> [ASSIGNED TASK] Transcribe the data below in full, exactly.

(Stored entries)
▼

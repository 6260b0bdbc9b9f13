use serde::Serialize;

/// Planning failures.
///
/// `InvalidDimension` aborts the whole run before planning starts. The
/// category, family, measurement and fit errors only fail the requirement
/// they belong to. `RecursionLimitExceeded` never leaves the linear planner:
/// it is how the exact-combination search reports that it gave up.
#[derive(Debug, Clone, PartialEq, Eq, thiserror::Error)]
pub enum PlanError {
    #[error("invalid dimension in requirement '{requirement}': {detail}")]
    InvalidDimension { requirement: String, detail: String },

    #[error("no stock of category '{category}' in material family '{family}'")]
    UnknownMaterialCategory { family: String, category: String },

    #[error("unknown material family '{0}'")]
    UnknownFamily(String),

    #[error("material family '{family}' cannot be measured as {measurement}")]
    UnsupportedMeasurement { family: String, measurement: String },

    #[error("no stock of category '{category}' fits a {length} mm unit")]
    NoFittingStock { category: String, length: u32 },

    #[error("no exact combination of at most {depth} bars covers {length} mm")]
    RecursionLimitExceeded { length: u32, depth: usize },
}

impl PlanError {
    pub fn invalid(requirement: &str, detail: impl Into<String>) -> Self {
        PlanError::InvalidDimension {
            requirement: requirement.to_string(),
            detail: detail.into(),
        }
    }

    /// Whether this error fails the whole run rather than one requirement.
    pub fn is_fatal(&self) -> bool {
        matches!(self, PlanError::InvalidDimension { .. })
    }

    pub fn kind(&self) -> ErrorKind {
        match self {
            PlanError::InvalidDimension { .. } => ErrorKind::InvalidDimension,
            PlanError::UnknownMaterialCategory { .. } => ErrorKind::UnknownMaterialCategory,
            PlanError::UnknownFamily(_) => ErrorKind::UnknownFamily,
            PlanError::UnsupportedMeasurement { .. } => ErrorKind::UnsupportedMeasurement,
            PlanError::NoFittingStock { .. } => ErrorKind::NoFittingStock,
            PlanError::RecursionLimitExceeded { .. } => ErrorKind::RecursionLimitExceeded,
        }
    }
}

/// Serializable tag of a [`PlanError`], used in reports.
#[derive(Debug, Clone, Copy, PartialEq, Eq, Serialize)]
#[serde(rename_all = "snake_case")]
pub enum ErrorKind {
    InvalidDimension,
    UnknownMaterialCategory,
    UnknownFamily,
    UnsupportedMeasurement,
    NoFittingStock,
    RecursionLimitExceeded,
}

pub type Result<T> = std::result::Result<T, PlanError>;
use std::path::Path;

use axum::{
    Json, Router,
    http::StatusCode,
    routing::{get, post},
};
use cut_planner::catalog::StockCatalog;
use cut_planner::config::{PlanOptions, RemnantSeed};
use cut_planner::extract::RequirementInput;
use cut_planner::logging;
use cut_planner::pool::RemnantPool;
use cut_planner::solver::{Report, Solver};
use serde::{Deserialize, Serialize};
use tower_http::trace::{DefaultMakeSpan, DefaultOnResponse, TraceLayer};
use tracing::Level;

#[derive(Deserialize, Serialize)]
struct PlanRequest {
    #[serde(default)]
    catalog: Option<StockCatalog>,
    #[serde(default)]
    options: Option<PlanOptions>,
    requirements: Vec<RequirementInput>,
    #[serde(default)]
    remnants: Vec<RemnantSeed>,
}

async fn plan(Json(req): Json<PlanRequest>) -> Result<Json<Report>, (StatusCode, String)> {
    tracing::info!(
        body = serde_json::to_string(&req).unwrap_or_default(),
        "POST /plan"
    );

    tokio::task::spawn_blocking(move || run_plan(req))
        .await
        .map_err(|e| {
            tracing::error!(error = %e, "planning task failed");
            (StatusCode::INTERNAL_SERVER_ERROR, "planning failed".to_string())
        })?
        .map(Json)
}

fn run_plan(req: PlanRequest) -> Result<Report, (StatusCode, String)> {
    if req.requirements.is_empty() {
        return Err((
            StatusCode::BAD_REQUEST,
            "at least one requirement is needed".to_string(),
        ));
    }
    let catalog = match req.catalog {
        Some(catalog) => {
            catalog
                .validate()
                .map_err(|e| (StatusCode::BAD_REQUEST, format!("invalid catalog: {e}")))?;
            catalog
        }
        None => StockCatalog::builtin(),
    };
    let options = req.options.unwrap_or_default();
    options
        .validate()
        .map_err(|e| (StatusCode::BAD_REQUEST, format!("invalid options: {e}")))?;

    let solver = Solver::new(catalog, options);
    let mut pool = RemnantPool::new();
    solver
        .seed_remnants(&mut pool, &req.remnants)
        .map_err(|e| (StatusCode::BAD_REQUEST, e.to_string()))?;
    solver
        .solve(&req.requirements, &mut pool)
        .map_err(|e| (StatusCode::BAD_REQUEST, e.to_string()))
}

#[tokio::main]
async fn main() {
    if let Err(e) = logging::init_file(Path::new("development.log"), Level::INFO) {
        eprintln!("failed to open development.log: {e}");
        std::process::exit(1);
    }

    let _sentry = std::env::var("SENTRY_DSN").ok().map(|dsn| {
        sentry::init((
            dsn.as_str(),
            sentry::ClientOptions {
                release: sentry::release_name!(),
                ..Default::default()
            },
        ))
    });

    let port = std::env::var("PORT").unwrap_or_else(|_| "3001".to_string());
    let addr = format!("0.0.0.0:{port}");

    let app = Router::new()
        .route("/up", get(|| async { "ok" }))
        .route("/plan", post(plan))
        .layer(
            TraceLayer::new_for_http()
                .make_span_with(DefaultMakeSpan::new().level(Level::INFO))
                .on_response(DefaultOnResponse::new().level(Level::INFO)),
        );

    let listener = match tokio::net::TcpListener::bind(&addr).await {
        Ok(listener) => listener,
        Err(e) => {
            eprintln!("failed to bind {addr}: {e}");
            std::process::exit(1);
        }
    };
    eprintln!("Listening on {addr}");
    if let Err(e) = axum::serve(listener, app).await {
        eprintln!("server error: {e}");
        std::process::exit(1);
    }
}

▲

> [EXPECTED ANSWER]
repository 6260b0bdbc9b9f13
use serde::Serialize;

/// Planning failures.
///
/// `InvalidDimension` aborts the whole run before planning starts. The
/// category, family, measurement and fit errors only fail the requirement
/// they belong to. `RecursionLimitExceeded` never leaves the linear planner:
/// it is how the exact-combination search reports that it gave up.
#[derive(Debug, Clone, PartialEq, Eq, thiserror::Error)]
pub enum PlanError {
    #[error("invalid dimension in requirement '{requirement}': {detail}")]
    InvalidDimension { requirement: String, detail: String },

    #[error("no stock of category '{category}' in material family '{family}'")]
    UnknownMaterialCategory { family: String, category: String },

    #[error("unknown material family '{0}'")]
    UnknownFamily(String),

    #[error("material family '{family}' cannot be measured as {measurement}")]
    UnsupportedMeasurement { family: String, measurement: String },

    #[error("no stock of category '{category}' fits a {length} mm unit")]
    NoFittingStock { category: String, length: u32 },

    #[error("no exact combination of at most {depth} bars covers {length} mm")]
    RecursionLimitExceeded { length: u32, depth: usize },
}

impl PlanError {
    pub fn invalid(requirement: &str, detail: impl Into<String>) -> Self {
        PlanError::InvalidDimension {
            requirement: requirement.to_string(),
            detail: detail.into(),
        }
    }

    /// Whether this error fails the whole run rather than one requirement.
    pub fn is_fatal(&self) -> bool {
        matches!(self, PlanError::InvalidDimension { .. })
    }

    pub fn kind(&self) -> ErrorKind {
        match self {
            PlanError::InvalidDimension { .. } => ErrorKind::InvalidDimension,
            PlanError::UnknownMaterialCategory { .. } => ErrorKind::UnknownMaterialCategory,
            PlanError::UnknownFamily(_) => ErrorKind::UnknownFamily,
            PlanError::UnsupportedMeasurement { .. } => ErrorKind::UnsupportedMeasurement,
            PlanError::NoFittingStock { .. } => ErrorKind::NoFittingStock,
            PlanError::RecursionLimitExceeded { .. } => ErrorKind::RecursionLimitExceeded,
        }
    }
}

/// Serializable tag of a [`PlanError`], used in reports.
#[derive(Debug, Clone, Copy, PartialEq, Eq, Serialize)]
#[serde(rename_all = "snake_case")]
pub enum ErrorKind {
    InvalidDimension,
    UnknownMaterialCategory,
    UnknownFamily,
    UnsupportedMeasurement,
    NoFittingStock,
    RecursionLimitExceeded,
}

pub type Result<T> = std::result::Result<T, PlanError>;
use std::path::Path;

use axum::{
    Json, Router,
    http::StatusCode,
    routing::{get, post},
};
use cut_planner::catalog::StockCatalog;
use cut_planner::config::{PlanOptions, RemnantSeed};
use cut_planner::extract::RequirementInput;
use cut_planner::logging;
use cut_planner::pool::RemnantPool;
use cut_planner::solver::{Report, Solver};
use serde::{Deserialize, Serialize};
use tower_http::trace::{DefaultMakeSpan, DefaultOnResponse, TraceLayer};
use tracing::Level;

#[derive(Deserialize, Serialize)]
struct PlanRequest {
    #[serde(default)]
    catalog: Option<StockCatalog>,
    #[serde(default)]
    options: Option<PlanOptions>,
    requirements: Vec<RequirementInput>,
    #[serde(default)]
    remnants: Vec<RemnantSeed>,
}

async fn plan(Json(req): Json<PlanRequest>) -> Result<Json<Report>, (StatusCode, String)> {
    tracing::info!(
        body = serde_json::to_string(&req).unwrap_or_default(),
        "POST /plan"
    );

    tokio::task::spawn_blocking(move || run_plan(req))
        .await
        .map_err(|e| {
            tracing::error!(error = %e, "planning task failed");
            (StatusCode::INTERNAL_SERVER_ERROR, "planning failed".to_string())
        })?
        .map(Json)
}

fn run_plan(req: PlanRequest) -> Result<Report, (StatusCode, String)> {
    if req.requirements.is_empty() {
        return Err((
            StatusCode::BAD_REQUEST,
            "at least one requirement is needed".to_string(),
        ));
    }
    let catalog = match req.catalog {
        Some(catalog) => {
            catalog
                .validate()
                .map_err(|e| (StatusCode::BAD_REQUEST, format!("invalid catalog: {e}")))?;
            catalog
        }
        None => StockCatalog::builtin(),
    };
    let options = req.options.unwrap_or_default();
    options
        .validate()
        .map_err(|e| (StatusCode::BAD_REQUEST, format!("invalid options: {e}")))?;

    let solver = Solver::new(catalog, options);
    let mut pool = RemnantPool::new();
    solver
        .seed_remnants(&mut pool, &req.remnants)
        .map_err(|e| (StatusCode::BAD_REQUEST, e.to_string()))?;
    solver
        .solve(&req.requirements, &mut pool)
        .map_err(|e| (StatusCode::BAD_REQUEST, e.to_string()))
}

#[tokio::main]
async fn main() {
    if let Err(e) = logging::init_file(Path::new("development.log"), Level::INFO) {
        eprintln!("failed to open development.log: {e}");
        std::process::exit(1);
    }

    let _sentry = std::env::var("SENTRY_DSN").ok().map(|dsn| {
        sentry::init((
            dsn.as_str(),
            sentry::ClientOptions {
                release: sentry::release_name!(),
                ..Default::default()
            },
        ))
    });

    let port = std::env::var("PORT").unwrap_or_else(|_| "3001".to_string());
    let addr = format!("0.0.0.0:{port}");

    let app = Router::new()
        .route("/up", get(|| async { "ok" }))
        .route("/plan", post(plan))
        .layer(
            TraceLayer::new_for_http()
                .make_span_with(DefaultMakeSpan::new().level(Level::INFO))
                .on_response(DefaultOnResponse::new().level(Level::INFO)),
        );

    let listener = match tokio::net::TcpListener::bind(&addr).await {
        Ok(listener) => listener,
        Err(e) => {
            eprintln!("failed to bind {addr}: {e}");
            std::process::exit(1);
        }
    };
    eprintln!("Listening on {addr}");
    if let Err(e) = axum::serve(listener, app).await {
        eprintln!("server error: {e}");
        std::process::exit(1);
    }
}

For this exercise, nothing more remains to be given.